Among the records below, find each line bearing the word "acknowledged" and copy it.

═══ Dataset records ═══

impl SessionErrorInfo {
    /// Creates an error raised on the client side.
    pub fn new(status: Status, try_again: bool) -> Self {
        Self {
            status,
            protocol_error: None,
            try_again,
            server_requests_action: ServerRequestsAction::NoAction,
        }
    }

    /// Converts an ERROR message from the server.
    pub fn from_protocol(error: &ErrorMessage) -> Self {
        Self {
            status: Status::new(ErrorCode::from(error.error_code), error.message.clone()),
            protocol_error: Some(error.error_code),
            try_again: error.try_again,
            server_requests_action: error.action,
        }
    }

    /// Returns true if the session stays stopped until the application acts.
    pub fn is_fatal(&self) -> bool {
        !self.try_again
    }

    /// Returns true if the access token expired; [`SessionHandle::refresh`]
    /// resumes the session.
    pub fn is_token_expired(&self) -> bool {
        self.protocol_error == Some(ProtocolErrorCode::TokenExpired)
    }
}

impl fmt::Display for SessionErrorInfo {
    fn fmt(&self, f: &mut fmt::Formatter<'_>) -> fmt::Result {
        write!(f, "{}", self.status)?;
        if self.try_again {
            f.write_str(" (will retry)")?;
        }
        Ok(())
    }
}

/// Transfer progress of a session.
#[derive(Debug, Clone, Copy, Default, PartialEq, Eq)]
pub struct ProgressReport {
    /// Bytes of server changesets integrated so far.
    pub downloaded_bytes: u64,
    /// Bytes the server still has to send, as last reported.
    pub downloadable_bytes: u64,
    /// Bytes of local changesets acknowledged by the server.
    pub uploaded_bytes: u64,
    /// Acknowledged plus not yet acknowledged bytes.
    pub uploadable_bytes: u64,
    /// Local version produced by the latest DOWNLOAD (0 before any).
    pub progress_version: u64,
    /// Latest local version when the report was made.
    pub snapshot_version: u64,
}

═══
═══ Dataset records ═══

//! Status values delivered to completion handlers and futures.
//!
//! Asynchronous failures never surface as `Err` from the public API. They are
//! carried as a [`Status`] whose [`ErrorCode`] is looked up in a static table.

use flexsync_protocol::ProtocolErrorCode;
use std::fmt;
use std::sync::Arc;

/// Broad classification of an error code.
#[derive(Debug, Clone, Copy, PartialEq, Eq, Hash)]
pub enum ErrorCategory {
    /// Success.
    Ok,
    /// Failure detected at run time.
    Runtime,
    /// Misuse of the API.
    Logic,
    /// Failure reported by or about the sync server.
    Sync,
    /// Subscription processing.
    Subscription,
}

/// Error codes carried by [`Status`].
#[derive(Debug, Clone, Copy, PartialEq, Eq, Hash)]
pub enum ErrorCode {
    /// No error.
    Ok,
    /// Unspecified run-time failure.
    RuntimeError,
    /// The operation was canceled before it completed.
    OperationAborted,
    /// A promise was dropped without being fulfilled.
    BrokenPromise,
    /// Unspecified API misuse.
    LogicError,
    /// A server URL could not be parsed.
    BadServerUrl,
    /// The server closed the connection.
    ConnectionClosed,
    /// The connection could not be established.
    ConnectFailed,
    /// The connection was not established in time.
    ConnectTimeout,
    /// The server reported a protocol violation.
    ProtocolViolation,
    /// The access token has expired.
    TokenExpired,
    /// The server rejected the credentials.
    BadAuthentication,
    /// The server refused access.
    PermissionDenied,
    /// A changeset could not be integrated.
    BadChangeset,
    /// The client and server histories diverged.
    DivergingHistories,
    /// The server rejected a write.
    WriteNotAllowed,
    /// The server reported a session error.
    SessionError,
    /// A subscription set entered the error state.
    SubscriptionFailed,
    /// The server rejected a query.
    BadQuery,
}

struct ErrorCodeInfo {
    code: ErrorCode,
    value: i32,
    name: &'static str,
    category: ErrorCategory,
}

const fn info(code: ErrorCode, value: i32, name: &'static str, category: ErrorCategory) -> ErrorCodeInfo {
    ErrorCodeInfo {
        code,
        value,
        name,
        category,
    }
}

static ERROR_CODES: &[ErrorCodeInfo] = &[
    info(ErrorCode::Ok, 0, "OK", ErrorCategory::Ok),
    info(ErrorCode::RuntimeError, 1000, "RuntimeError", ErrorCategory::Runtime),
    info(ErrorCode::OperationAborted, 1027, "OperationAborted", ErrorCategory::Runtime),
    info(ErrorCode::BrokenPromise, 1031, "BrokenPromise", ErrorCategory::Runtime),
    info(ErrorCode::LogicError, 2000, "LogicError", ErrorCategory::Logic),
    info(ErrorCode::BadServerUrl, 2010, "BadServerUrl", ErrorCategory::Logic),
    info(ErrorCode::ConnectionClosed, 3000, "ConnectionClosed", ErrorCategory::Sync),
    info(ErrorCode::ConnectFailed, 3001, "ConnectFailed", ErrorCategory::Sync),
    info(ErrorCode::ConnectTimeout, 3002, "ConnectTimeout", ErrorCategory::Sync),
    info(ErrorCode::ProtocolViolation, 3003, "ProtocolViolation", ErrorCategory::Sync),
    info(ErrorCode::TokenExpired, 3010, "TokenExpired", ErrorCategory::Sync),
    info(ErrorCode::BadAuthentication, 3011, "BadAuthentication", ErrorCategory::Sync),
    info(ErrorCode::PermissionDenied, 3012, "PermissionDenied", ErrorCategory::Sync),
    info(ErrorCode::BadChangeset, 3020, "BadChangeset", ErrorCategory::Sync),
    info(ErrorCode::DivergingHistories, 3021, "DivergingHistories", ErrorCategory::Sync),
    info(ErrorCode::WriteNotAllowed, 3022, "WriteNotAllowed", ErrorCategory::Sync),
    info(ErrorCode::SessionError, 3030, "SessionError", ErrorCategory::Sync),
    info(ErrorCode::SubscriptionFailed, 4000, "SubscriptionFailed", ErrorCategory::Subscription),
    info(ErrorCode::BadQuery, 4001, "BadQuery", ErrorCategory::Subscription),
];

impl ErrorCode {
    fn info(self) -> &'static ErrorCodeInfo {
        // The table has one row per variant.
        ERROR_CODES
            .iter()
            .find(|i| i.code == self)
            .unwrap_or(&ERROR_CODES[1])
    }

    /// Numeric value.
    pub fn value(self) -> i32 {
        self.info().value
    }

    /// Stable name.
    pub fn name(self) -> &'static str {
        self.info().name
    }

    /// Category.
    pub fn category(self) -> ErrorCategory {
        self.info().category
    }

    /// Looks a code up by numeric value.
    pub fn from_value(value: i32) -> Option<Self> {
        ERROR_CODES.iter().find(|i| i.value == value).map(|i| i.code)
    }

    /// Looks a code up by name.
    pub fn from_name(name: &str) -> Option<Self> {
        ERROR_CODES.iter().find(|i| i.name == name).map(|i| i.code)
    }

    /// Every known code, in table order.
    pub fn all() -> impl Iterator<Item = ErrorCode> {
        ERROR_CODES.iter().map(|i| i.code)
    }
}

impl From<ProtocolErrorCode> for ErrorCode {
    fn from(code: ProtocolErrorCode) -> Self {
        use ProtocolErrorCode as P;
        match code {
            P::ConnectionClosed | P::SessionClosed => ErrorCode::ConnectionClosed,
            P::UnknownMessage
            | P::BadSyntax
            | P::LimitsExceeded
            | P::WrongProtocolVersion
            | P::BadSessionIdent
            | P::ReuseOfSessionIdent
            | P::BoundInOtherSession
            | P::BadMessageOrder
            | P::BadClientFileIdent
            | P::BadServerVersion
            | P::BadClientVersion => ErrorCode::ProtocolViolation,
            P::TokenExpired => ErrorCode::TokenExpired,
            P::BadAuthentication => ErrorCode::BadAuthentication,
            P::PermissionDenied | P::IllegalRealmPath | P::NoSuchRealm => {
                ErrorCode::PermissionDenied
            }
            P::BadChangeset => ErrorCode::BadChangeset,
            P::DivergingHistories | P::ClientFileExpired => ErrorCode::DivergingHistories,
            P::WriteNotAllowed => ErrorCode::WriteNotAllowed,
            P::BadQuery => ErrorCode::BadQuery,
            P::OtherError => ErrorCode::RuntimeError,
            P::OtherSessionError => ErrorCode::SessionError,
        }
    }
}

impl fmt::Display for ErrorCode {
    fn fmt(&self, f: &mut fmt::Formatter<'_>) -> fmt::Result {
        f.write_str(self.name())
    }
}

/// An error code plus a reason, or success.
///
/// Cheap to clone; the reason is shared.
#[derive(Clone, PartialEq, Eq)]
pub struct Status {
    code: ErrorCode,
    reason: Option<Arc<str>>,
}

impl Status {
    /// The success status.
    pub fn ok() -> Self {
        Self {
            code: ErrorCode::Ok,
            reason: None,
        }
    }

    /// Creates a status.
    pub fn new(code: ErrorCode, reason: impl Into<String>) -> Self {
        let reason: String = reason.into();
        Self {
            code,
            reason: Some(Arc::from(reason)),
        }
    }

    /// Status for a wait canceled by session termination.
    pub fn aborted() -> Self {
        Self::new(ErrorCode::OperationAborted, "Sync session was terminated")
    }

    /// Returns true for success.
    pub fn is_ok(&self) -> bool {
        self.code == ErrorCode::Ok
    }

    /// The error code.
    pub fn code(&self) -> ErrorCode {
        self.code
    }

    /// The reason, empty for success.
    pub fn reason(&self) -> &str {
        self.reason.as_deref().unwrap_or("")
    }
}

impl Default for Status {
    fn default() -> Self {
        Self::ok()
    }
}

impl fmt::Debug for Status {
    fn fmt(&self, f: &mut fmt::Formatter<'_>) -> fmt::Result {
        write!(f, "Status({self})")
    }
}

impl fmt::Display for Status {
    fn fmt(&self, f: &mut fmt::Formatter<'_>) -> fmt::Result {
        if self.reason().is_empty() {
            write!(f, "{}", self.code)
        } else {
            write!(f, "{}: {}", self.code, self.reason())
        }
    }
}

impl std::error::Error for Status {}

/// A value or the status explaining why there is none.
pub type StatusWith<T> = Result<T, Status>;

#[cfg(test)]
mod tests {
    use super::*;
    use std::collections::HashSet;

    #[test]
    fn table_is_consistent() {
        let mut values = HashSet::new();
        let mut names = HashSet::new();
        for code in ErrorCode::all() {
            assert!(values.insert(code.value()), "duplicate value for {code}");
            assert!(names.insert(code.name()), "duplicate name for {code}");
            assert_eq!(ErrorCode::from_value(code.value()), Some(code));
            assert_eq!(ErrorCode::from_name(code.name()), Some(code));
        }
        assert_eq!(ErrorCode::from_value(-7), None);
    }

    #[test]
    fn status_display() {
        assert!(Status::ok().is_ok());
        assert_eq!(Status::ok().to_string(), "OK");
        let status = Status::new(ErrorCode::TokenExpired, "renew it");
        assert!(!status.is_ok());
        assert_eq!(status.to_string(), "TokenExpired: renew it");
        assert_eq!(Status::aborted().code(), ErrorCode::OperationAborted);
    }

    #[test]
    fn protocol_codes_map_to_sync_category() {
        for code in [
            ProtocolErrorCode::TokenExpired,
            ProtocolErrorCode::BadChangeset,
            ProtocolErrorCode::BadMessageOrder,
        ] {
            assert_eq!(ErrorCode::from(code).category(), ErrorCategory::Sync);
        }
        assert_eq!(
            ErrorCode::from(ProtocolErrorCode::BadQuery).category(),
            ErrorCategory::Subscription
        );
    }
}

═══

→ **Written solution**:
    /// Bytes of local changesets acknowledged by the server.
    /// Acknowledged plus not yet acknowledged bytes.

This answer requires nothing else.